Los precios de los bienes y servicios no han subido durante febrero respecto al mes anterior. Es el dato neutro, destilado, que se desprende de la información que cada final de mes envía Estadística a Bruselas para que pueda calcular el IPC europeo de manera armonizada, siguiendo los mismos criterios para todos los países miembros. La cifra es elocuente: en febrero, la inflación española era del 4,4%, la misma que en enero. Y arrojado el dato en el fragor de la batalla electoral, la doble interpretación está servida. Unos dirán que la inflación se contiene. Cosa cierta. Y otros que sigue disparada, en las cotas máximas de la última década. Tampoco se puede negar.

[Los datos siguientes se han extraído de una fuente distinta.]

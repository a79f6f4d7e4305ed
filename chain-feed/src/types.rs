//! Chain observation types

use serde::{Deserialize, Serialize};
use std::fmt;

/// Transaction identifier (hex hash)
#[derive(Debug, Clone, PartialEq, Eq, Hash, Serialize, Deserialize)]
pub struct TxId(String);

impl TxId {
    /// Create a transaction id
    pub fn new(hash: impl Into<String>) -> Self {
        Self(hash.into())
    }

    /// Get as string
    pub fn as_str(&self) -> &str {
        &self.0
    }
}

impl fmt::Display for TxId {
    fn fmt(&self, f: &mut fmt::Formatter<'_>) -> fmt::Result {
        write!(f, "{}", self.0)
    }
}

/// Confirmation state of an observed transaction
#[derive(Debug, Clone, Copy, PartialEq, Eq, Serialize, Deserialize)]
pub struct Confirmation {
    /// Confirmation count
    pub count: u32,

    /// Whether the required depth has been reached
    pub is_confirmed: bool,
}

/// Scalar view of a transaction exposed by the data source
#[derive(Debug, Clone, Copy, PartialEq, Eq, Serialize, Deserialize)]
pub struct TxInfo {
    /// Confirmation count
    pub confirmations: u32,
}

/// Fee estimate priority tier
#[derive(Debug, Clone, Copy, PartialEq, Eq, Serialize, Deserialize)]
#[serde(rename_all = "lowercase")]
pub enum FeePriority {
    /// Slow confirmation target
    Low,
    /// Medium confirmation target
    Medium,
    /// Fast confirmation target
    High,
}

impl FeePriority {
    /// All tiers, slowest first
    pub fn all() -> [FeePriority; 3] {
        [FeePriority::Low, FeePriority::Medium, FeePriority::High]
    }
}

/// Tiered fee estimates in sat/vByte
#[derive(Debug, Clone, Copy, PartialEq, Serialize, Deserialize)]
pub struct FeeEstimates {
    /// Low-priority rate
    pub low: f64,
    /// Medium-priority rate
    pub medium: f64,
    /// High-priority rate
    pub high: f64,
}

impl FeeEstimates {
    /// Rate for a priority tier
    pub fn tier(&self, priority: FeePriority) -> f64 {
        match priority {
            FeePriority::Low => self.low,
            FeePriority::Medium => self.medium,
            FeePriority::High => self.high,
        }
    }
}

#[cfg(test)]
mod tests {
    use super::*;

    #[test]
    fn test_fee_tiers() {
        let fees = FeeEstimates {
            low: 2.0,
            medium: 5.0,
            high: 12.0,
        };

        assert_eq!(fees.tier(FeePriority::Low), 2.0);
        assert_eq!(fees.tier(FeePriority::Medium), 5.0);
        assert_eq!(fees.tier(FeePriority::High), 12.0);
    }

    #[test]
    fn test_txid_display() {
        let tx = TxId::new("deadbeef");
        assert_eq!(tx.as_str(), "deadbeef");
        assert_eq!(tx.to_string(), "deadbeef");
    }
}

El IPC armonizado mensual tiene la ventaja de conocer el diferencial del incremento de precios en España con el resto de los países europeos. Y este sigue prácticamente igual, con nuestra economía algo por encima de un punto de la media comunitaria. Esa brecha siempre se había justificado porque España tenía un mayor crecimiento que los países líderes de la eurozona. El argumento, no obstante, con la acusada desaceleración del crecimiento, pierde fuelle. Y ahí radica la sorpresa del 4,4% sostenido. ¿Por qué, a menor consumo, los precios se resisten a bajar? Esencialmente, porque los más determinantes suben más de lo que auguraban los más pesimistas (precio del barril de crudo), y eso se acompaña de una sequía que encarece el precio de alimentos básicos. Todo apunta a que la inflación será un quebradero de cabeza en los meses venideros. Atajarla, no obstante, requiere mucha frialdad de quien deba tomar decisiones de Gobierno en la próxima legislatura.